Exercise:
Supply the number of lines in the listing below in which the word "dimensions" occurs, and nothing else.

Materials provided:
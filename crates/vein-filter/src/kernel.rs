//! Convolution kernels
//!
//! Defines the kernel structure used for correlation and the builder for
//! oriented Gabor kernels.

use crate::{FilterError, FilterResult};

/// A 2D convolution kernel
#[derive(Debug, Clone, PartialEq)]
pub struct Kernel {
    /// Width of the kernel
    width: u32,
    /// Height of the kernel
    height: u32,
    /// X coordinate of the center
    cx: u32,
    /// Y coordinate of the center
    cy: u32,
    /// Kernel data (row-major order)
    data: Vec<f32>,
}

/// Parameters of a real-valued Gabor kernel
#[derive(Debug, Clone, Copy, PartialEq)]
pub struct GaborParams {
    /// Kernel side length (odd)
    pub size: u32,
    /// Gaussian envelope sigma along the wave direction
    pub sigma: f64,
    /// Orientation in radians
    pub theta: f64,
    /// Wavelength of the sinusoid in pixels
    pub lambda: f64,
    /// Spatial aspect ratio; the envelope sigma across the wave is
    /// `sigma / aspect`
    pub aspect: f64,
    /// Phase offset in radians
    pub psi: f64,
}

impl Default for GaborParams {
    fn default() -> Self {
        Self {
            size: 15,
            sigma: 4.0,
            theta: 0.0,
            lambda: 10.0,
            aspect: 0.3,
            psi: 0.0,
        }
    }
}

impl Kernel {
    /// Create a new zero-filled kernel with the given dimensions.
    ///
    /// The center is placed at `(width / 2, height / 2)`.
    pub fn new(width: u32, height: u32) -> FilterResult<Self> {
        if width == 0 || height == 0 {
            return Err(FilterError::InvalidKernel(format!(
                "kernel dimensions must be positive, got {}x{}",
                width, height
            )));
        }
        Ok(Self {
            width,
            height,
            cx: width / 2,
            cy: height / 2,
            data: vec![0.0; (width * height) as usize],
        })
    }

    /// Create a kernel from a slice of values in row-major order.
    pub fn from_slice(width: u32, height: u32, data: &[f32]) -> FilterResult<Self> {
        let mut kernel = Self::new(width, height)?;
        if data.len() != kernel.data.len() {
            return Err(FilterError::InvalidKernel(format!(
                "expected {} values for a {}x{} kernel, got {}",
                kernel.data.len(),
                width,
                height,
                data.len()
            )));
        }
        kernel.data.copy_from_slice(data);
        Ok(kernel)
    }

    /// Build a Gabor kernel.
    ///
    /// For each offset `(x, y)` from the center the weight is
    ///
    /// ```text
    /// xr = x cos(theta) + y sin(theta)
    /// yr = -x sin(theta) + y cos(theta)
    /// v  = exp(-0.5 (xr^2 / sx^2 + yr^2 / sy^2)) cos(2 pi xr / lambda + psi)
    /// ```
    ///
    /// with `sx = sigma` and `sy = sigma / aspect`. The value is computed in
    /// `f64` and stored point-reflected at `(cx - x, cy - y)`. The kernel is
    /// not normalized; see [`Kernel::normalize_by_sum`].
    pub fn gabor(params: &GaborParams) -> FilterResult<Self> {
        if params.size == 0 || params.size % 2 == 0 {
            return Err(FilterError::InvalidKernel(format!(
                "Gabor kernel size must be odd, got {}",
                params.size
            )));
        }
        if !(params.sigma > 0.0 && params.lambda > 0.0 && params.aspect > 0.0) {
            return Err(FilterError::InvalidParameters(format!(
                "Gabor sigma, lambda and aspect must be positive, got {}, {}, {}",
                params.sigma, params.lambda, params.aspect
            )));
        }

        let mut kernel = Self::new(params.size, params.size)?;
        let half = (params.size / 2) as i32;
        let sigma_x = params.sigma;
        let sigma_y = params.sigma / params.aspect;
        let ex = -0.5 / (sigma_x * sigma_x);
        let ey = -0.5 / (sigma_y * sigma_y);
        let cscale = std::f64::consts::PI * 2.0 / params.lambda;
        let (s, c) = params.theta.sin_cos();

        for y in -half..=half {
            for x in -half..=half {
                let xr = x as f64 * c + y as f64 * s;
                let yr = -(x as f64) * s + y as f64 * c;
                let v = (ex * xr * xr + ey * yr * yr).exp() * (cscale * xr + params.psi).cos();
                kernel.set((half - x) as u32, (half - y) as u32, v as f32);
            }
        }
        Ok(kernel)
    }

    /// Get the kernel width.
    #[inline]
    pub fn width(&self) -> u32 {
        self.width
    }

    /// Get the kernel height.
    #[inline]
    pub fn height(&self) -> u32 {
        self.height
    }

    /// Get the center X coordinate.
    #[inline]
    pub fn center_x(&self) -> u32 {
        self.cx
    }

    /// Get the center Y coordinate.
    #[inline]
    pub fn center_y(&self) -> u32 {
        self.cy
    }

    /// Get the kernel data.
    pub fn data(&self) -> &[f32] {
        &self.data
    }

    /// Get a value at (x, y).
    #[inline]
    pub fn get(&self, x: u32, y: u32) -> Option<f32> {
        if x >= self.width || y >= self.height {
            return None;
        }
        Some(self.data[(y * self.width + x) as usize])
    }

    /// Set a value at (x, y). Out-of-range coordinates are ignored.
    #[inline]
    pub fn set(&mut self, x: u32, y: u32, value: f32) {
        if x < self.width && y < self.height {
            self.data[(y * self.width + x) as usize] = value;
        }
    }

    /// Get the sum of all kernel values.
    pub fn sum(&self) -> f32 {
        self.data.iter().sum()
    }

    /// Divide every weight by `factor * sum()`.
    ///
    /// # Errors
    ///
    /// Returns [`FilterError::InvalidKernel`] if the scaled sum is zero
    /// (to within `f32::EPSILON`) or not finite.
    pub fn normalize_by_sum(&mut self, factor: f32) -> FilterResult<()> {
        let denom = factor * self.sum();
        if !denom.is_finite() || denom.abs() <= f32::EPSILON {
            return Err(FilterError::InvalidKernel(format!(
                "cannot normalize kernel: factor * sum = {}",
                denom
            )));
        }
        for v in &mut self.data {
            *v /= denom;
        }
        Ok(())
    }
}

#[cfg(test)]
mod tests {
    use super::*;
    use std::f64::consts::FRAC_PI_2;

    #[test]
    fn test_new_and_access() {
        let mut k = Kernel::new(3, 5).unwrap();
        assert_eq!((k.center_x(), k.center_y()), (1, 2));
        k.set(2, 4, 1.5);
        assert_eq!(k.get(2, 4), Some(1.5));
        assert_eq!(k.get(3, 0), None);
        assert!(Kernel::new(0, 3).is_err());
    }

    #[test]
    fn test_from_slice_length() {
        assert!(Kernel::from_slice(2, 2, &[1.0, 2.0, 3.0]).is_err());
        let k = Kernel::from_slice(2, 2, &[1.0, 2.0, 3.0, 4.0]).unwrap();
        assert_eq!(k.get(1, 1), Some(4.0));
        assert_eq!(k.sum(), 10.0);
    }

    #[test]
    fn test_gabor_center_and_symmetry() {
        let k = Kernel::gabor(&GaborParams::default()).unwrap();
        assert_eq!(k.width(), 15);
        assert!((k.get(7, 7).unwrap() - 1.0).abs() < 1e-6);
        // Real Gabor with zero phase is point-symmetric
        for y in 0..15 {
            for x in 0..15 {
                let a = k.get(x, y).unwrap();
                let b = k.get(14 - x, 14 - y).unwrap();
                assert!((a - b).abs() < 1e-6);
            }
        }
    }

    #[test]
    fn test_gabor_orientation_swaps_axes() {
        let k0 = Kernel::gabor(&GaborParams::default()).unwrap();
        let k90 = Kernel::gabor(&GaborParams {
            theta: FRAC_PI_2,
            ..Default::default()
        })
        .unwrap();
        for y in 0..15 {
            for x in 0..15 {
                let a = k0.get(x, y).unwrap();
                let b = k90.get(y, x).unwrap();
                assert!((a - b).abs() < 1e-5, "({}, {}): {} vs {}", x, y, a, b);
            }
        }
    }

    #[test]
    fn test_gabor_rejects_even_size() {
        let params = GaborParams {
            size: 14,
            ..Default::default()
        };
        assert!(Kernel::gabor(&params).is_err());
    }

    #[test]
    fn test_normalize_by_sum() {
        let mut k = Kernel::from_slice(3, 1, &[1.0, 2.0, 1.0]).unwrap();
        k.normalize_by_sum(2.0).unwrap();
        assert!((k.sum() - 0.5).abs() < 1e-6);
        assert!((k.get(1, 0).unwrap() - 0.25).abs() < 1e-6);

        let mut zero = Kernel::from_slice(2, 1, &[1.0, -1.0]).unwrap();
        assert!(matches!(
            zero.normalize_by_sum(1.5),
            Err(FilterError::InvalidKernel(_))
        ));
    }
}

Answer to the problem:
2